Problem to work on: Go through the material and copy each line in which the word "Send" shows up.

Given data:
____

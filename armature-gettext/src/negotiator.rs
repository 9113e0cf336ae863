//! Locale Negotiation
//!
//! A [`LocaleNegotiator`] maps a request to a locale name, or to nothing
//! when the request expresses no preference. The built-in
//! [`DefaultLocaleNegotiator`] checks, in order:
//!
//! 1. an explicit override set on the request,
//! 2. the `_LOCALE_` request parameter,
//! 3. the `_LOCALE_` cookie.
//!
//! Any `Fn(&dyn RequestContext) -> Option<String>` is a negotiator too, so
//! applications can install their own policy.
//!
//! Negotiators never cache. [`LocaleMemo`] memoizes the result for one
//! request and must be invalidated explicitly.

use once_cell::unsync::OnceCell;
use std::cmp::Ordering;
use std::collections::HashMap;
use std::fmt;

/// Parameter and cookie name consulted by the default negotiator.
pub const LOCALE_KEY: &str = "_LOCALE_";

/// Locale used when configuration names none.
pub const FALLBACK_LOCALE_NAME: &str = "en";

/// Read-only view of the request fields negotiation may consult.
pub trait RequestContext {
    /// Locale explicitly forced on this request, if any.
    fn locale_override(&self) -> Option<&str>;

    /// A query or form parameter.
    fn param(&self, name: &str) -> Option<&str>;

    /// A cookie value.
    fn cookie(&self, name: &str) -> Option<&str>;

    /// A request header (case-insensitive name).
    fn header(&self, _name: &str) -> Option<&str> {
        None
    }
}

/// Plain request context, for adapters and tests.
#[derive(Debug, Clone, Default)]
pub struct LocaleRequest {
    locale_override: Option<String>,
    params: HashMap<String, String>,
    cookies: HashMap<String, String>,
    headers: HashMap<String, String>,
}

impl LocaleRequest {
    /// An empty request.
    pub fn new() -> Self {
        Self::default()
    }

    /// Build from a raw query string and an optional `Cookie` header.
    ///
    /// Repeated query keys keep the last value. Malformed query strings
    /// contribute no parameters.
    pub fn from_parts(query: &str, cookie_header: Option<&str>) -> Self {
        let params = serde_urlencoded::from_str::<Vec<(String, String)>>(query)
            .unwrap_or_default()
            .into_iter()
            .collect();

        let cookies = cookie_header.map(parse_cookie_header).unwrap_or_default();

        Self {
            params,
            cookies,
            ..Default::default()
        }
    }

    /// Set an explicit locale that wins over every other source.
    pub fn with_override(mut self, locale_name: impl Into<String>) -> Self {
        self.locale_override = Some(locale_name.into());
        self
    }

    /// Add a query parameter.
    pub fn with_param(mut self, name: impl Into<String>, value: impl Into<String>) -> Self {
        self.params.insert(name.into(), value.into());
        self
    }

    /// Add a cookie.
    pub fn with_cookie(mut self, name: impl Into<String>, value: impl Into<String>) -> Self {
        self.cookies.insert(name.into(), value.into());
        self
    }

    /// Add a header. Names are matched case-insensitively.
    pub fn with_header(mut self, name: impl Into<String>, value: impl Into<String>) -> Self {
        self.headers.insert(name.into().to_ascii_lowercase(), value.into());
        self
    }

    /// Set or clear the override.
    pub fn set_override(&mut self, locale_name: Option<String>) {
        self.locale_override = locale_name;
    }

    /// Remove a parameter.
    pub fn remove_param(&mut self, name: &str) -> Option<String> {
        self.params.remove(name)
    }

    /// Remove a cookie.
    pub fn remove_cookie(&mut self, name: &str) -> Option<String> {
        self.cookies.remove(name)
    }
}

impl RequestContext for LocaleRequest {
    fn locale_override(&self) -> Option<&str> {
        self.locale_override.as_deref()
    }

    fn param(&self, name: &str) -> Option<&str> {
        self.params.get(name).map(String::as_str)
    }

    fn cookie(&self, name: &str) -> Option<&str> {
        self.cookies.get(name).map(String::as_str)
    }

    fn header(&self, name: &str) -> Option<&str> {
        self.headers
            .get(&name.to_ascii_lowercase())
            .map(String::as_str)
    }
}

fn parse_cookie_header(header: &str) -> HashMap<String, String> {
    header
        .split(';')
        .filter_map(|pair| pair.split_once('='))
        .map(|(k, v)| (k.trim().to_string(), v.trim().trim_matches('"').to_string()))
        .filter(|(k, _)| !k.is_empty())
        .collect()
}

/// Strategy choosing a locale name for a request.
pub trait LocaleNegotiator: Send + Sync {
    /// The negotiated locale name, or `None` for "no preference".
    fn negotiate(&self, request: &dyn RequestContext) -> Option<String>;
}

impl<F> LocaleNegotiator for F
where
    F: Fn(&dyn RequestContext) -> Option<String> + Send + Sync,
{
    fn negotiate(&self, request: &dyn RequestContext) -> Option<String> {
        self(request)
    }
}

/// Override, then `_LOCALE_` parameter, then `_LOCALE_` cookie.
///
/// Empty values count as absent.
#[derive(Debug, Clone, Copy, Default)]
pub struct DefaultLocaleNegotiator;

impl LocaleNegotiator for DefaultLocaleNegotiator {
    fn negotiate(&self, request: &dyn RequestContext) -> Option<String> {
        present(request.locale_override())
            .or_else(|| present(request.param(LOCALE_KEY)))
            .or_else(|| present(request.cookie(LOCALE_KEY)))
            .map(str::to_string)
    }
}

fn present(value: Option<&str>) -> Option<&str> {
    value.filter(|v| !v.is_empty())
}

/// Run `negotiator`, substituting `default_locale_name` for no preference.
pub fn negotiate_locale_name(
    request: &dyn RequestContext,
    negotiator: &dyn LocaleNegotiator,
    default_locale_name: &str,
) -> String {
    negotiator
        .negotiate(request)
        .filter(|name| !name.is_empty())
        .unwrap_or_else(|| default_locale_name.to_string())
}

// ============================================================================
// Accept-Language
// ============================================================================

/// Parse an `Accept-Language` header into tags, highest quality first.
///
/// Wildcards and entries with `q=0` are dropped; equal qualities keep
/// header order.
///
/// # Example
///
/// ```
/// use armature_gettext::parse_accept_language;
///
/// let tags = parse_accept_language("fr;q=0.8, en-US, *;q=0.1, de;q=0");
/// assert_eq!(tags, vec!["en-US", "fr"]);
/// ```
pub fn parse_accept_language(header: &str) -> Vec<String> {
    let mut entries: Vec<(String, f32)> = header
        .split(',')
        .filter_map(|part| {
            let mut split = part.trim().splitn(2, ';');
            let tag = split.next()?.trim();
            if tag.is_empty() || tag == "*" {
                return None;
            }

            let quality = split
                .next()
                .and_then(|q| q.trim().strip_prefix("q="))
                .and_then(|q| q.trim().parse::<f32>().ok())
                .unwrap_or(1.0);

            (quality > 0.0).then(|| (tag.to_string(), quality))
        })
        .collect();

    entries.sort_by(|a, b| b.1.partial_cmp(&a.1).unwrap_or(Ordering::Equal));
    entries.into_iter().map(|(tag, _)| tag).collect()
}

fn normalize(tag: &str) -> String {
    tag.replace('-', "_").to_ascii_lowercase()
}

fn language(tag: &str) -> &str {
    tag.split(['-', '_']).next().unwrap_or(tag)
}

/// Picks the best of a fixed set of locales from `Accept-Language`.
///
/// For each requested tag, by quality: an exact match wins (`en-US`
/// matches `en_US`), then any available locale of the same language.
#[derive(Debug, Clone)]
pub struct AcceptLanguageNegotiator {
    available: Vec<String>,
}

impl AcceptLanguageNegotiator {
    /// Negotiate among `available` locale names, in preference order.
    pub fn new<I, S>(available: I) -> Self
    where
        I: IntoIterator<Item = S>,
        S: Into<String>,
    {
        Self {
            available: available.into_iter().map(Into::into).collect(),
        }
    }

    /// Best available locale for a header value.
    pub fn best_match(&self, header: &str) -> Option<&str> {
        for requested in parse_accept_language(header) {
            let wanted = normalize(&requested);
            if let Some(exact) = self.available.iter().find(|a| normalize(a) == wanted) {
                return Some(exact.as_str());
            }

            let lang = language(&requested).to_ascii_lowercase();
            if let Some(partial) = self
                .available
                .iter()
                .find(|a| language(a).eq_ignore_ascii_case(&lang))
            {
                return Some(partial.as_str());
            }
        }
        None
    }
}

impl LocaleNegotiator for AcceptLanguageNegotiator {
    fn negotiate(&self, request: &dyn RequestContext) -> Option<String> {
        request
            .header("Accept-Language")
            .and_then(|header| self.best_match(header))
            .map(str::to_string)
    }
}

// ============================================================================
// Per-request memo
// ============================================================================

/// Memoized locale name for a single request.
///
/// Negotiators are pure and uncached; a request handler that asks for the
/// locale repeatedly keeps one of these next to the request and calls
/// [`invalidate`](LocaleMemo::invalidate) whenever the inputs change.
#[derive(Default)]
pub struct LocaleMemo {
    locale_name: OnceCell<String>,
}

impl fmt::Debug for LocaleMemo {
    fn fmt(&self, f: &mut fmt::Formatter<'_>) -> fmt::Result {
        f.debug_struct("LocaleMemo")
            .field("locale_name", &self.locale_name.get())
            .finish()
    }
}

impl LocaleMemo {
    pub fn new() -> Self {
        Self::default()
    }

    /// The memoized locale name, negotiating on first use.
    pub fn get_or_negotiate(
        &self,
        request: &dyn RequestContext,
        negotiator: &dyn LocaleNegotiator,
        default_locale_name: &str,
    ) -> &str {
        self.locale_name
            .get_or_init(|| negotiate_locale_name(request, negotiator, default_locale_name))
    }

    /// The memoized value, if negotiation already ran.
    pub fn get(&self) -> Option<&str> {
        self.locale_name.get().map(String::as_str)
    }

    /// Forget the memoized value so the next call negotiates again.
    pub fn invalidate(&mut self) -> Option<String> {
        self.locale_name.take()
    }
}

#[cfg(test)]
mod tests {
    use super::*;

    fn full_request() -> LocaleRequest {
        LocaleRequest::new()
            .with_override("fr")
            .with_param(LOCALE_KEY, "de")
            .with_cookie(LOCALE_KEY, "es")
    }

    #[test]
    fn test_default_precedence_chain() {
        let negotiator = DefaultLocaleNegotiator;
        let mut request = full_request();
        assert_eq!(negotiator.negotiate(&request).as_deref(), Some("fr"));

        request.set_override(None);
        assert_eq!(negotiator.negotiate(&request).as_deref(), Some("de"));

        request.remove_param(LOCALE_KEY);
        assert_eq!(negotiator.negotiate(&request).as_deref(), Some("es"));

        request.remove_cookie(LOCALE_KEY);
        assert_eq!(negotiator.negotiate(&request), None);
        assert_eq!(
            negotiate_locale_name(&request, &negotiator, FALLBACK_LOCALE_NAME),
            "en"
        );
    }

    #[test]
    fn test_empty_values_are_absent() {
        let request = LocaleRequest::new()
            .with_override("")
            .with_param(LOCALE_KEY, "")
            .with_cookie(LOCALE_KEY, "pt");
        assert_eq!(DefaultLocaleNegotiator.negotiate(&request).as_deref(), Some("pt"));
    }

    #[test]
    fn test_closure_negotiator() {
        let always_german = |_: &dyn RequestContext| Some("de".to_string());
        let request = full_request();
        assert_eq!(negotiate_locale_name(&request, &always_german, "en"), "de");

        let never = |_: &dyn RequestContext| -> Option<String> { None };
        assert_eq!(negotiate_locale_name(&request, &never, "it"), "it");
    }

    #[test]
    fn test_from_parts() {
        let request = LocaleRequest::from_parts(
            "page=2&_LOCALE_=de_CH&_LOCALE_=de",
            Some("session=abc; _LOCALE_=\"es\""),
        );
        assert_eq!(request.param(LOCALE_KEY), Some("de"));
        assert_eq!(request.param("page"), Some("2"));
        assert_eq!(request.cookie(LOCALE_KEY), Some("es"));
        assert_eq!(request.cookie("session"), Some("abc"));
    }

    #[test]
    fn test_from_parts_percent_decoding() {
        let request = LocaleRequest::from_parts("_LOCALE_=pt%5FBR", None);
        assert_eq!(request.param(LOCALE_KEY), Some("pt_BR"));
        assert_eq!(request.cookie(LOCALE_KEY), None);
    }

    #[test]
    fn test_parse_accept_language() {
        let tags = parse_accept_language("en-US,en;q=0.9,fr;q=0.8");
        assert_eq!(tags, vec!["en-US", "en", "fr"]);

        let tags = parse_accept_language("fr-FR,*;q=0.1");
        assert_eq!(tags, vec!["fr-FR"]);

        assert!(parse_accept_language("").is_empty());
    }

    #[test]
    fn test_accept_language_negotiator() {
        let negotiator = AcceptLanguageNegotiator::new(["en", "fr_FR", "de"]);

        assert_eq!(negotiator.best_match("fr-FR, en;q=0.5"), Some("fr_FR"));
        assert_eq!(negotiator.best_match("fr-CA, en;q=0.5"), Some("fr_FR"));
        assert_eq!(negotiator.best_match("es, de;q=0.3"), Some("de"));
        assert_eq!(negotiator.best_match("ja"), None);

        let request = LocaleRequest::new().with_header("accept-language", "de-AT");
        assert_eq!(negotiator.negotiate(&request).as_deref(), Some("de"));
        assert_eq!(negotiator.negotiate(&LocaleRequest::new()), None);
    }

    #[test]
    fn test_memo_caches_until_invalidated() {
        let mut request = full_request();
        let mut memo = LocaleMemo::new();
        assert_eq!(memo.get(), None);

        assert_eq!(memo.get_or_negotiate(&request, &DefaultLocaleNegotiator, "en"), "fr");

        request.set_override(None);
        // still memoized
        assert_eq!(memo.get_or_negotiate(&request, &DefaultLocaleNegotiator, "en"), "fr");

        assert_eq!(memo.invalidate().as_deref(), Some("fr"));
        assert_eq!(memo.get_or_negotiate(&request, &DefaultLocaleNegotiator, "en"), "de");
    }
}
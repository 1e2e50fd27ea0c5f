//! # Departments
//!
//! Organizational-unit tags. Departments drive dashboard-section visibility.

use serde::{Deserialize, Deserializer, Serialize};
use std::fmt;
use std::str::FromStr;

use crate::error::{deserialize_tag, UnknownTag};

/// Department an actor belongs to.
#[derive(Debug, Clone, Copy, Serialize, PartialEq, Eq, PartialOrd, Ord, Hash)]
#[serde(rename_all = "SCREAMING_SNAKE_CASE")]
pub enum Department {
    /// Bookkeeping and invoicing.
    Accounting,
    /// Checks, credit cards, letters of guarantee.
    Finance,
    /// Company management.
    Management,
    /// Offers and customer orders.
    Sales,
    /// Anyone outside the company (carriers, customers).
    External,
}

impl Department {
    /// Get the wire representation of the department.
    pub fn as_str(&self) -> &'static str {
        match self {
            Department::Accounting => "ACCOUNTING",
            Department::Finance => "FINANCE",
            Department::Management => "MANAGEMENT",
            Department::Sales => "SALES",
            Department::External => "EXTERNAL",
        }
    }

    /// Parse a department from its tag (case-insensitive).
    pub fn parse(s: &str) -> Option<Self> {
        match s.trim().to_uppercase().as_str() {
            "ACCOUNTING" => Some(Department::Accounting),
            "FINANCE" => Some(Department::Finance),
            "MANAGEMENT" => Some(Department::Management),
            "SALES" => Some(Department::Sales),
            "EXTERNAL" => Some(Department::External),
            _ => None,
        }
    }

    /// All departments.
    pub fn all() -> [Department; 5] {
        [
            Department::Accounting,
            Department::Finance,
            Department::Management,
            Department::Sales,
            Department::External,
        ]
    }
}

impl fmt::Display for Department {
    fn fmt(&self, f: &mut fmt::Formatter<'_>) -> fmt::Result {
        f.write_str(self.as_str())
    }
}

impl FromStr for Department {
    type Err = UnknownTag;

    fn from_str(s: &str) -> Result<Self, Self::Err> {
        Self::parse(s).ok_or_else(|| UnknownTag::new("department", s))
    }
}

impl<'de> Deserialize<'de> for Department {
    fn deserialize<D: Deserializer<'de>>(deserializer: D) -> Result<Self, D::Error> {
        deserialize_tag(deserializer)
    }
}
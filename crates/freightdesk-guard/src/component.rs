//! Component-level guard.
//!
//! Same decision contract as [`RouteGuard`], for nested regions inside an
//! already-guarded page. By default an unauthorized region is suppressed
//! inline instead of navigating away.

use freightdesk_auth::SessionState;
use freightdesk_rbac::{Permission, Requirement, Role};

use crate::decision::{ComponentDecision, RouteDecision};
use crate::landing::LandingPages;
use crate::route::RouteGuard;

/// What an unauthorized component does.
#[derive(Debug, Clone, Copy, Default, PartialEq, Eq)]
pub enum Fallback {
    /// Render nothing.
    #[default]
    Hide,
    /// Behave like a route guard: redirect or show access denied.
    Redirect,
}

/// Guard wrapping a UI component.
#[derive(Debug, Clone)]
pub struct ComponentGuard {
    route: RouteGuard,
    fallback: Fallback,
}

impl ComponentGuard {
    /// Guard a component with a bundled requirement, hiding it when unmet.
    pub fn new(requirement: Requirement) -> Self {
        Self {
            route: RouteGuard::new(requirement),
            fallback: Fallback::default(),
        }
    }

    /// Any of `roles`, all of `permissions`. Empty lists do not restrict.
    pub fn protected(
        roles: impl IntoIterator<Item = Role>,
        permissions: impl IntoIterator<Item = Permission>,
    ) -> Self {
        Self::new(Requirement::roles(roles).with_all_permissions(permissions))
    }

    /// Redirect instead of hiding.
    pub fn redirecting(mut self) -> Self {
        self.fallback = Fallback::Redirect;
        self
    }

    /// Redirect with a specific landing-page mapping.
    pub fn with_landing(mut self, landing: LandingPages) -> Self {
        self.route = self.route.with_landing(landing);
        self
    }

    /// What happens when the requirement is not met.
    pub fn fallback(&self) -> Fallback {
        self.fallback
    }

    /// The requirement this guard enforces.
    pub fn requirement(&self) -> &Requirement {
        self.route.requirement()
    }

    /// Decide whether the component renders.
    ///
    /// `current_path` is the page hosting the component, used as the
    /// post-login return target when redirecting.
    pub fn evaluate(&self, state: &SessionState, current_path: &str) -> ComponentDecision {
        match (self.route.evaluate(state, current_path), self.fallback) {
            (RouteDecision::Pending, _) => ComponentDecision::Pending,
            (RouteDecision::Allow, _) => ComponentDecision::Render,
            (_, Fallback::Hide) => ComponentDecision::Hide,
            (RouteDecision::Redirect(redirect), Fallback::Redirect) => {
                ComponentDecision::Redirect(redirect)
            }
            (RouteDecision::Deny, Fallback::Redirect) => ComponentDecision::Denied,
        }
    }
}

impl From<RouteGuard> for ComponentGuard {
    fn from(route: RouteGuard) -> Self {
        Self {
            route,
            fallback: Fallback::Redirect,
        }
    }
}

____

Task answer:
pub trait LocaleNegotiator: Send + Sync {
    F: Fn(&dyn RequestContext) -> Option<String> + Send + Sync,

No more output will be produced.